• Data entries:
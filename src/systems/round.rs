//! Round state machine - settle detection, pin counting and lane reset.

use avian3d::prelude::*;
use bevy::ecs::message::{MessageReader, MessageWriter};
use bevy::prelude::*;

use crate::components::{Ball, LaneCamera, Pin};
use crate::events::{RoundScored, ShowMessage};
use crate::resources::{BowlingConfig, BowlingGame, ControllerGrab, PointerDrag};
use crate::systems::layout::{configured_rack, pin_home};
use crate::types::{InputScheme, ThrowPhase};

/// Whether a pin with the given orientation counts as knocked down.
///
/// The pin's local up axis is rotated into world space and compared with
/// world up; below `threshold` (0.7, about 45.6 degrees of tilt) it is down.
///
/// # Example
/// ```
/// use bevy::prelude::*;
/// use bevy_bowling::systems::round::is_pin_fallen;
///
/// assert!(!is_pin_fallen(Quat::IDENTITY, 0.7));
/// assert!(is_pin_fallen(Quat::from_rotation_x(std::f32::consts::FRAC_PI_2), 0.7));
/// ```
pub fn is_pin_fallen(rotation: Quat, threshold: f32) -> bool {
    (rotation * Vec3::Y).dot(Vec3::Y) < threshold
}

/// Count fallen pins among the given orientations.
pub fn count_fallen<I>(rotations: I, threshold: f32) -> usize
where
    I: IntoIterator<Item = Quat>,
{
    rotations
        .into_iter()
        .filter(|rotation| is_pin_fallen(*rotation, threshold))
        .count()
}

/// Whether a rolling ball has finished its throw.
///
/// A throw ends once the ball passes the far end of the lane or has all
/// but stopped.
pub fn throw_has_settled(position: Vec3, velocity: Vec3, config: &BowlingConfig) -> bool {
    position.z < config.far_boundary_z || velocity.length() < config.settle_speed
}

/// Poll the rolling ball and schedule the delayed evaluation once it settles.
///
/// Runs every fixed tick. Only a `Rolling` phase is inspected, so a pending
/// evaluation is never scheduled twice.
pub fn detect_settled_throw(
    config: Res<BowlingConfig>,
    mut game: ResMut<BowlingGame>,
    ball: Query<(&Transform, &LinearVelocity), With<Ball>>,
) {
    if !matches!(game.phase, ThrowPhase::Rolling) {
        return;
    }

    let Ok((transform, velocity)) = ball.single() else {
        warn!("Throw in progress but no ball found");
        return;
    };

    if throw_has_settled(transform.translation, velocity.0, &config) {
        info!(
            "Throw settled at z={:.2} (speed {:.3}), counting pins in {:.1}s",
            transform.translation.z,
            velocity.length(),
            config.settle_delay
        );
        game.phase = ThrowPhase::Settling {
            timer: Timer::from_seconds(config.settle_delay, TimerMode::Once),
        };
    }
}

/// Fire the pending settle evaluation when its delay has elapsed.
///
/// Counts fallen pins, advances the counters and announces the result. The
/// lane itself is reset by [`reset_lane`] in response to [`RoundScored`].
pub fn evaluate_settled_throw(
    time: Res<Time>,
    config: Res<BowlingConfig>,
    mut game: ResMut<BowlingGame>,
    mut scored: MessageWriter<RoundScored>,
    mut messages: MessageWriter<ShowMessage>,
    pins: Query<&Transform, With<Pin>>,
) {
    let ThrowPhase::Settling { timer } = &mut game.phase else {
        return;
    };
    timer.tick(time.delta());
    if !timer.just_finished() {
        return;
    }

    let fallen = count_fallen(
        pins.iter().map(|transform| transform.rotation),
        config.fallen_threshold,
    );
    let outcome = game.record_throw(fallen, config.pin_count());

    info!(
        "Round scored: {} pin(s) down, now level {} round {}/{}",
        outcome.fallen, outcome.level, outcome.round, game.rounds_max
    );
    if let Some(level) = outcome.level_reached {
        info!("Strike! Level {} reached", level);
    }
    if outcome.game_over {
        info!("Game over, restarting at level 1");
    }

    for text in outcome.messages() {
        messages.write(ShowMessage(text));
    }
    scored.write(RoundScored(outcome));
}

/// Put the ball, the pins and (on flat screens) the camera back in place
/// for the next round, then return the state machine to `Idle`.
#[allow(clippy::too_many_arguments, clippy::type_complexity)]
pub fn reset_lane(
    config: Res<BowlingConfig>,
    mut game: ResMut<BowlingGame>,
    mut drag: ResMut<PointerDrag>,
    mut grab: ResMut<ControllerGrab>,
    mut scored: MessageReader<RoundScored>,
    mut ball: Query<
        (&mut Transform, &mut LinearVelocity, &mut AngularVelocity),
        (With<Ball>, Without<Pin>),
    >,
    mut pins: Query<
        (&Pin, &mut Transform, &mut LinearVelocity, &mut AngularVelocity),
        Without<Ball>,
    >,
    mut camera: Query<&mut Transform, (With<LaneCamera>, Without<Ball>, Without<Pin>)>,
) {
    let Some(RoundScored(outcome)) = scored.read().last().copied() else {
        return;
    };

    if let Ok((mut transform, mut linear, mut angular)) = ball.single_mut() {
        *transform = Transform::from_translation(config.ball_spawn(outcome.level));
        linear.0 = Vec3::ZERO;
        angular.0 = Vec3::ZERO;
    } else {
        warn!("Lane reset without a ball");
    }

    if config.input_scheme == InputScheme::Desktop {
        for mut transform in camera.iter_mut() {
            transform.translation = config.camera_position(outcome.level);
        }
    }

    let rack = configured_rack(&config);
    for (pin, mut transform, mut linear, mut angular) in pins.iter_mut() {
        let Some(slot) = rack.get(pin.slot) else {
            continue;
        };
        *transform = pin_home(&config, *slot);
        linear.0 = Vec3::ZERO;
        angular.0 = Vec3::ZERO;
    }

    // A grab that started while the timer was pending is dropped with the reset.
    *drag = PointerDrag::Idle;
    *grab = ControllerGrab::Idle;
    game.phase = ThrowPhase::Idle;
    debug!("Lane reset for level {} round {}", outcome.level, outcome.round);
}

#[cfg(test)]
mod tests {
    use super::*;
    use std::f32::consts::FRAC_PI_2;

    #[test]
    fn test_upright_pin_is_standing() {
        assert!(!is_pin_fallen(Quat::IDENTITY, 0.7));
        // Spinning about the vertical axis does not tip a pin
        assert!(!is_pin_fallen(Quat::from_rotation_y(1.3), 0.7));
    }

    #[test]
    fn test_pin_on_its_side_is_fallen() {
        assert!(is_pin_fallen(Quat::from_rotation_x(FRAC_PI_2), 0.7));
        assert!(is_pin_fallen(Quat::from_rotation_z(-FRAC_PI_2), 0.7));
    }

    #[test]
    fn test_fallen_threshold_angle() {
        // cos(45°) ≈ 0.707 stays up, cos(46°) ≈ 0.695 goes down
        assert!(!is_pin_fallen(Quat::from_rotation_x(45f32.to_radians()), 0.7));
        assert!(is_pin_fallen(Quat::from_rotation_x(46f32.to_radians()), 0.7));
    }

    #[test]
    fn test_count_fallen() {
        let rotations = [
            Quat::IDENTITY,
            Quat::from_rotation_x(FRAC_PI_2),
            Quat::from_rotation_z(FRAC_PI_2),
            Quat::from_rotation_y(0.5),
        ];
        assert_eq!(count_fallen(rotations, 0.7), 2);
    }

    #[test]
    fn test_settle_conditions() {
        let config = BowlingConfig::default();
        let lane = Vec3::new(0.0, 0.15, -3.0);

        assert!(!throw_has_settled(lane, Vec3::new(0.0, 0.0, -2.0), &config));
        assert!(throw_has_settled(lane, Vec3::new(0.0, 0.0, -0.01), &config));
        assert!(throw_has_settled(
            Vec3::new(0.0, 0.15, -7.5),
            Vec3::new(0.0, 0.0, -4.0),
            &config
        ));
    }

    #[test]
    fn test_round_advances_by_one() {
        let mut game = BowlingGame::new(5);
        for expected in 2..=5 {
            let outcome = game.record_throw(3, 10);
            assert_eq!(outcome.round, expected);
            assert!(!outcome.game_over);
        }
    }

    #[test]
    fn test_level_increments_only_on_full_rack() {
        let mut game = BowlingGame::new(5);
        game.record_throw(9, 10);
        assert_eq!(game.level, 1);

        let outcome = game.record_throw(10, 10);
        assert_eq!(game.level, 2);
        assert!(outcome.level_up());
    }

    #[test]
    fn test_game_over_wraps_counters() {
        let mut game = BowlingGame::new(5);
        game.round = 5;
        game.level = 3;

        let outcome = game.record_throw(3, 10);
        assert!(outcome.game_over);
        assert_eq!(game.round, 1);
        assert_eq!(game.level, 1);
        assert_eq!(
            outcome.messages(),
            vec!["Tiraste 3 pino(s)".to_string(), "Juego terminado".to_string()]
        );
    }

    #[test]
    fn test_strike_at_level_two_moves_spawn_back() {
        let config = BowlingConfig::default();
        let mut game = BowlingGame::new(5);
        game.level = 2;

        let outcome = game.record_throw(10, 10);
        assert_eq!(outcome.level, 3);
        assert_eq!(outcome.messages(), vec!["¡Nivel 3 alcanzado!".to_string()]);
        assert!((config.ball_spawn(outcome.level).z - 6.5).abs() < 1e-6);
        assert!((config.camera_position(outcome.level).z - 9.5).abs() < 1e-6);
    }

    #[test]
    fn test_opening_marks_skip_level_offset() {
        let config = BowlingConfig::default();
        assert_eq!(config.opening_ball_spawn(), Vec3::new(0.0, 0.15, 2.0));
        assert_eq!(config.opening_camera_position(), Vec3::new(0.0, 1.6, 5.0));
        // The first reset at level 1 already carries one step
        assert!((config.ball_spawn(1).z - 3.5).abs() < 1e-6);
    }

    #[test]
    fn test_hud_text() {
        let game = BowlingGame::new(5);
        assert_eq!(game.hud_text(), "Level: 1\nRound: 1/5");
    }
}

• Brief: Sift through the entries and copy every line with "Some".

• Answer below:
    if let Some(level) = outcome.level_reached {
    let Some(RoundScored(outcome)) = scored.read().last().copied() else {
        let Some(slot) = rack.get(pin.slot) else {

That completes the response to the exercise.